Soon after, the block producers who are people maintaining the blockchain, suspended 27 more accounts on June 22, with a very vague justification saying “logic and reasoning for this order will be posted at a later date.” EOS is often called “Ethereum killer” since it is a fierce rival of Ethereum.
The crypto community is agitated with this move of freezing accounts without any legit justification. This control by a centralized agency violates the decentralization aspect of blockchain which is its main asset.
The suspensions have led to users selling off their EOS cryptocurrency, which has left investors who participated in its initial coin offering (ICO), empty-handed.
The EOS blockchain is a constitutional mess at the moment, due to the lack of governance. Most of its problems are caused by the uncertainty surrounding the chain of command of its “stakeholders.” The decision-making powers rest with too many on the EOS blockchain. There’s a team of 21 chosen block producers who keep the platform running but there is also a governing body called EOS Core Arbitration Forum (ECAF) which helps in resolving disputes.
The first seven accounts frozen by the block producers was done unanimously without getting the go-ahead from ECAF first. The next incident saw a reversal where the ECAF prohibited block producers from processing transactions of the 27 additional accounts, without giving any justification for the order.
ECAF is being called a mistake and Block.one wants to do away with the existing rules and replace them with a new governance framework, with CTO Dan Larimer proposing a version 2.0 of the EOS constitution.
Paul Griffin, director of Singapore Management University’s Masters of IT in the Business program said that “If there is too much-unexplained ruling or censuring, people will stop buying into the EOS cryptocurrency – probably rather quickly,” he warns.
Freezing accounts without proper authorization is “worrisome,” says Griffin, because “people buying into the cryptocurrency would want to know under what circumstances accounts may be blocked.” He compares this to PayPal’s tendency of suspending accounts while it investigates any suspicious activity, which can be frustrating to users.

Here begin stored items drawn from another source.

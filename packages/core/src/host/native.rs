//! Native Docker hosts
//!
//! A native host is a daemon reachable through the standard Docker client
//! environment (`DOCKER_HOST`, `DOCKER_CERT_PATH`, `DOCKER_TLS_VERIFY`).
//! It is assumed to be running and is never started, stopped or removed here.

use std::path::PathBuf;
use std::sync::Arc;

use super::Host;
use super::certs::{
    self, CA_FILE_NAME, CLIENT_CERT_FILE_NAME, CLIENT_KEY_FILE_NAME, CertificatePaths, TlsIdentity,
};
use super::connection::{HostConnection, HostIdentity, LifecycleState};
use super::containers::{self, ContainerHandle, ListOptions};
use super::error::{HostError, LifecycleOperation};
use crate::docker::DaemonClient;

pub const DOCKER_HOST_ENV: &str = "DOCKER_HOST";
pub const DOCKER_CERT_PATH_ENV: &str = "DOCKER_CERT_PATH";
pub const DOCKER_TLS_VERIFY_ENV: &str = "DOCKER_TLS_VERIFY";

/// Read a variable from the process environment
pub fn process_env(key: &str) -> Option<String> {
    std::env::var(key).ok()
}

/// Explicit native settings; unset fields fall back to the environment
#[derive(Debug, Clone, Default, PartialEq, Eq)]
pub struct NativeSettings {
    pub endpoint: Option<String>,
    pub cert_path: Option<PathBuf>,
}

impl NativeSettings {
    pub fn with_endpoint(mut self, endpoint: impl Into<String>) -> Self {
        self.endpoint = Some(endpoint.into());
        self
    }

    pub fn with_cert_path(mut self, path: impl Into<PathBuf>) -> Self {
        self.cert_path = Some(path.into());
        self
    }
}

/// Fully determined native configuration
#[derive(Debug, Clone, PartialEq, Eq)]
pub struct NativeConfig {
    pub endpoint: String,
    pub cert_path: PathBuf,
    pub require_tls: bool,
}

impl NativeConfig {
    /// Combine explicit settings with environment lookups
    ///
    /// Explicit values win. The TLS flag only comes from the environment and
    /// is set only by the literal value `1`. Fails when the endpoint or the
    /// certificate directory is still undefined.
    pub fn resolve(
        host: &str,
        settings: &NativeSettings,
        env: impl Fn(&str) -> Option<String>,
    ) -> Result<Self, HostError> {
        let endpoint = settings
            .endpoint
            .clone()
            .or_else(|| env(DOCKER_HOST_ENV))
            .filter(|s| !s.is_empty())
            .ok_or_else(|| HostError::Configuration {
                host: host.to_string(),
                reason: format!("no endpoint given and {DOCKER_HOST_ENV} is not set"),
            })?;

        let cert_path = settings
            .cert_path
            .clone()
            .or_else(|| env(DOCKER_CERT_PATH_ENV).map(PathBuf::from))
            .filter(|p| !p.as_os_str().is_empty())
            .ok_or_else(|| HostError::Configuration {
                host: host.to_string(),
                reason: format!("no certificate path given and {DOCKER_CERT_PATH_ENV} is not set"),
            })?;

        let require_tls = env(DOCKER_TLS_VERIFY_ENV).as_deref() == Some("1");

        Ok(Self {
            endpoint,
            cert_path,
            require_tls,
        })
    }

    /// Build the connection, loading the certificate directory when TLS is required
    ///
    /// A plain HTTP daemon never reads the directory, so it may be empty.
    pub fn connect(&self) -> Result<HostConnection, HostError> {
        let paths = CertificatePaths::in_directory(&self.cert_path);
        if !self.require_tls {
            return Ok(HostConnection::new(self.endpoint.clone(), paths, None));
        }

        let material = certs::locate(
            &self.cert_path,
            CA_FILE_NAME,
            Some((CLIENT_CERT_FILE_NAME, CLIENT_KEY_FILE_NAME)),
        )?;
        let client = material
            .client
            .ok_or_else(|| HostError::CertificateNotFound {
                path: paths.cert.clone(),
            })?;
        let identity = TlsIdentity {
            authority: material.authority,
            client,
        };

        Ok(HostConnection::new(self.endpoint.clone(), paths, Some(identity)))
    }
}

/// Docker daemon reached directly through configuration
pub struct NativeHost<D> {
    identity: HostIdentity,
    config: NativeConfig,
    daemon: D,
    connection: Arc<HostConnection>,
}

impl<D: DaemonClient> NativeHost<D> {
    /// Resolve a native host from settings, falling back to the process environment
    pub fn new(
        name: impl Into<String>,
        settings: &NativeSettings,
        daemon: D,
    ) -> Result<Self, HostError> {
        Self::with_env(name, settings, daemon, process_env)
    }

    /// Resolve a native host with a caller-supplied environment
    pub fn with_env(
        name: impl Into<String>,
        settings: &NativeSettings,
        daemon: D,
        env: impl Fn(&str) -> Option<String>,
    ) -> Result<Self, HostError> {
        let identity = HostIdentity::native(name);
        let config = NativeConfig::resolve(identity.name(), settings, env)?;
        let connection = Arc::new(config.connect()?);

        tracing::info!(
            "Resolved native host {} at {} (tls={})",
            identity.name(),
            connection.endpoint(),
            connection.require_tls()
        );

        Ok(Self {
            identity,
            config,
            daemon,
            connection,
        })
    }

    pub fn config(&self) -> &NativeConfig {
        &self.config
    }

    fn not_managed(&self, operation: LifecycleOperation) -> HostError {
        HostError::InvalidState {
            host: self.identity.name().to_string(),
            operation,
        }
    }
}

impl<D: DaemonClient> Host for NativeHost<D> {
    fn identity(&self) -> &HostIdentity {
        &self.identity
    }

    fn state(&self) -> LifecycleState {
        LifecycleState::Running
    }

    fn connection(&self) -> Option<Arc<HostConnection>> {
        Some(Arc::clone(&self.connection))
    }

    /// Reload certificates from the configured directory
    fn resolve(&mut self) -> Result<(), HostError> {
        self.connection = Arc::new(self.config.connect()?);
        Ok(())
    }

    fn start(&mut self) -> Result<(), HostError> {
        Err(self.not_managed(LifecycleOperation::Start))
    }

    fn stop(&mut self) -> Result<(), HostError> {
        Err(self.not_managed(LifecycleOperation::Stop))
    }

    fn remove(&mut self, _force: bool) -> Result<(), HostError> {
        Err(self.not_managed(LifecycleOperation::Remove))
    }

    async fn list_containers(&self, options: &ListOptions) -> Vec<ContainerHandle> {
        containers::list_containers(&self.daemon, Some(&self.connection), options).await
    }

    async fn try_list_containers(
        &self,
        options: &ListOptions,
    ) -> Result<Vec<ContainerHandle>, HostError> {
        containers::try_list_containers(
            &self.daemon,
            self.identity.name(),
            Some(&self.connection),
            options,
        )
        .await
    }
}
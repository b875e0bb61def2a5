//! dockerhost CLI - Inspect and drive Docker hosts
//!
//! This is the main entry point for the Rust CLI binary.

fn main() -> anyhow::Result<()> {
    docker_host::run()
}
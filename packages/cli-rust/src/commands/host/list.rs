//! dockerhost host list - List registered hosts

use anyhow::Result;
use clap::Args;
use comfy_table::{Cell, Color, Table};
use console::style;
use docker_host_core::{HostEntry, HostKind, load_hosts};
use docker_host_core::config::get_hosts_path;

/// Arguments for host list command
#[derive(Args)]
pub struct HostListArgs {
    /// Show only host names (for scripting)
    #[arg(long)]
    pub names_only: bool,
}

pub fn cmd_host_list(args: &HostListArgs, quiet: bool) -> Result<()> {
    let hosts = load_hosts()?;

    if hosts.hosts.is_empty() {
        if !quiet && !args.names_only {
            println!("No hosts configured. Commands use the native host from the environment.");
            println!();
            println!(
                "  {} {}",
                style("Add one with:").dim(),
                style("dockerhost host add <name> --machine <machine>").yellow()
            );
        }
        return Ok(());
    }

    if args.names_only || quiet {
        for name in hosts.host_names() {
            println!("{name}");
        }
        return Ok(());
    }

    let mut table = Table::new();
    table.set_header(vec!["Name", "Kind", "Target", "Description", "Default"]);

    for name in hosts.host_names() {
        let Some(entry) = hosts.get_host(name) else {
            continue;
        };
        let is_default = hosts.default_host.as_deref() == Some(name);

        let name_cell = if is_default {
            Cell::new(name).fg(Color::Cyan)
        } else {
            Cell::new(name)
        };
        let kind = if entry.is_native() { "native" } else { "managed" };

        table.add_row(vec![
            name_cell,
            Cell::new(kind),
            Cell::new(target(name, entry)),
            Cell::new(entry.description.as_deref().unwrap_or("-")),
            Cell::new(if is_default { "*" } else { "" }),
        ]);
    }

    println!("{table}");

    if let Some(default) = &hosts.default_host {
        println!();
        println!(
            "  {} {}",
            style("Default host:").dim(),
            style(default).cyan()
        );
    }

    if let Some(path) = get_hosts_path() {
        println!();
        println!(
            "  {} {}",
            style("Hosts file:").dim(),
            style(path.display()).dim()
        );
    }

    Ok(())
}

/// What a host points at: its endpoint or its machine
fn target(name: &str, entry: &HostEntry) -> String {
    match &entry.kind {
        HostKind::Native { endpoint, .. } => endpoint
            .clone()
            .unwrap_or_else(|| "$DOCKER_HOST".to_string()),
        HostKind::Managed { machine } => {
            format!("machine {}", machine.as_deref().unwrap_or(name))
        }
    }
}

#[cfg(test)]
mod tests {
    use super::*;

    #[test]
    fn target_describes_entry() {
        assert_eq!(target("local", &HostEntry::native()), "$DOCKER_HOST");
        assert_eq!(
            target("lab", &HostEntry::native().with_endpoint("tcp://10.0.0.5:2376")),
            "tcp://10.0.0.5:2376"
        );
        assert_eq!(target("dev", &HostEntry::managed()), "machine dev");
        assert_eq!(
            target("dev", &HostEntry::managed().with_machine("vbox")),
            "machine vbox"
        );
    }
}
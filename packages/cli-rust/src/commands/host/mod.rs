//! Host registry subcommands
//!
//! Provides `dockerhost host` subcommands for managing hosts.json.

mod add;
mod default;
mod list;
mod remove;

use anyhow::Result;
use clap::{Args, Subcommand};
use docker_host_core::Config;

pub use add::HostAddArgs;
pub use default::HostDefaultArgs;
pub use list::HostListArgs;
pub use remove::HostRemoveArgs;

/// Host command arguments
#[derive(Args)]
pub struct HostArgs {
    #[command(subcommand)]
    pub command: HostCommands,
}

/// Host management subcommands
#[derive(Subcommand)]
pub enum HostCommands {
    /// Register a native or managed host
    Add(HostAddArgs),
    /// List registered hosts
    List(HostListArgs),
    /// Unregister a host (the machine itself is left alone)
    Remove(HostRemoveArgs),
    /// Show or set the default host
    Default(HostDefaultArgs),
}

pub fn cmd_host(args: &HostArgs, config: &Config, quiet: bool) -> Result<()> {
    match &args.command {
        HostCommands::Add(args) => add::cmd_host_add(args, config, quiet),
        HostCommands::List(args) => list::cmd_host_list(args, quiet),
        HostCommands::Remove(args) => remove::cmd_host_remove(args, quiet),
        HostCommands::Default(args) => default::cmd_host_default(args, quiet),
    }
}
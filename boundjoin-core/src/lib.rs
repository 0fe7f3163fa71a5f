//! Boundjoin core library.
//!
//! Builds neighbour-joining trees from distance matrices. The plain and
//! BIONJ engines can run with a full scan per join, or under a
//! branch-and-bound search that keeps each row's distances sorted and stops
//! scanning a row once no remaining entry can beat the best candidate.
#![cfg_attr(docsrs, feature(doc_cfg))]

mod bounding;
mod builder;
mod engine;
mod error;
mod joiner;
mod matrix;
mod real;
mod source;
#[cfg(test)]
mod test_utils;
mod tree;

pub use crate::{
    bounding::{
        BoundingConfig, BoundingMatrix, JoinRecord, Phase, RapidBionj, RapidNj, SearchStats,
    },
    builder::{Algorithm, JoinerBuilder},
    engine::{
        Bionj, BionjFormula, ClusteringEngine, JoinFormula, JoinOutcome, NeighbourJoining, Nj,
        NjFormula, RowMinimum,
    },
    error::{
        JoinError, JoinErrorCode, MatrixError, MatrixErrorCode, Result, SourceError,
        SourceErrorCode,
    },
    joiner::Joiner,
    matrix::DistanceMatrix,
    real::Real,
    source::DistanceSource,
    tree::{Cluster, ClusterId, ClusterTree, Link, PhyloTree},
};
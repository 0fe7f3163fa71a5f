//! Distance source abstractions consumed by [`crate::Joiner`].

use crate::error::SourceError;

/// Abstraction over a collection of taxa that can yield pairwise distances.
///
/// # Examples
/// ```
/// use boundjoin_core::{DistanceSource, SourceError};
///
/// struct Line(Vec<f64>);
///
/// impl DistanceSource for Line {
///     fn len(&self) -> usize { self.0.len() }
///     fn name(&self) -> &str { "line" }
///     fn label(&self, index: usize) -> Result<String, SourceError> {
///         self.0.get(index).map(|_| format!("t{index}")).ok_or(SourceError::OutOfBounds { index })
///     }
///     fn distance(&self, i: usize, j: usize) -> Result<f64, SourceError> {
///         let a = self.0.get(i).ok_or(SourceError::OutOfBounds { index: i })?;
///         let b = self.0.get(j).ok_or(SourceError::OutOfBounds { index: j })?;
///         Ok((a - b).abs())
///     }
/// }
///
/// let src = Line(vec![1.0, 2.0, 4.0]);
/// assert_eq!(src.len(), 3);
/// assert_eq!(src.distance(0, 2)?, 3.0);
/// assert_eq!(src.row(1)?, [1.0, 0.0, 2.0]);
/// assert_eq!(src.variance(0, 1)?, None);
/// # Ok::<(), SourceError>(())
/// ```
pub trait DistanceSource {
    /// Returns number of taxa in the source.
    fn len(&self) -> usize;

    /// Returns whether the source contains no taxa.
    #[must_use]
    fn is_empty(&self) -> bool {
        self.len() == 0
    }

    /// Returns a human-readable name.
    fn name(&self) -> &str;

    /// Returns the label of a taxon.
    fn label(&self, index: usize) -> Result<String, SourceError>;

    /// Returns the distance between two taxa.
    fn distance(&self, i: usize, j: usize) -> Result<f64, SourceError>;

    /// Returns the variance estimate for a pair of taxa, if the source carries one.
    ///
    /// The default implementation reports no variance, in which case the
    /// bias-corrected variant falls back to the distances themselves.
    fn variance(&self, _i: usize, _j: usize) -> Result<Option<f64>, SourceError> {
        Ok(None)
    }

    /// Collects the full distance row of `index`.
    ///
    /// # Errors
    /// Returns any [`SourceError`] surfaced by [`DistanceSource::distance`].
    fn row(&self, index: usize) -> Result<Vec<f64>, SourceError> {
        (0..self.len())
            .map(|column| self.distance(index, column))
            .collect()
    }
}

Although a centralization process can be adopted with a blockchain, Griffin argues that it makes “no sense as everyone would still have to trust the central authority. They might as well use other technology instead of the blockchain.”
He continues, “For people to use the blockchain, there must be trust – which means the governance of the blockchain must be clear and robust. Time will tell if trust is being misplaced or not. And of course, if trust is lost, then the value of cryptocurrency will be lost as well.”
Some, however, haven’t given up hope on EOS. Anndy Lian, CEO of Singapore-based distributed platform company Linfinity, still believes that EOS blockchain made the account suspension decisions with its users’ welfare in mind.
“EOS froze those ‘criminal accounts’ to secure and protect people’s property… I believe EOS is doing the right thing” he said.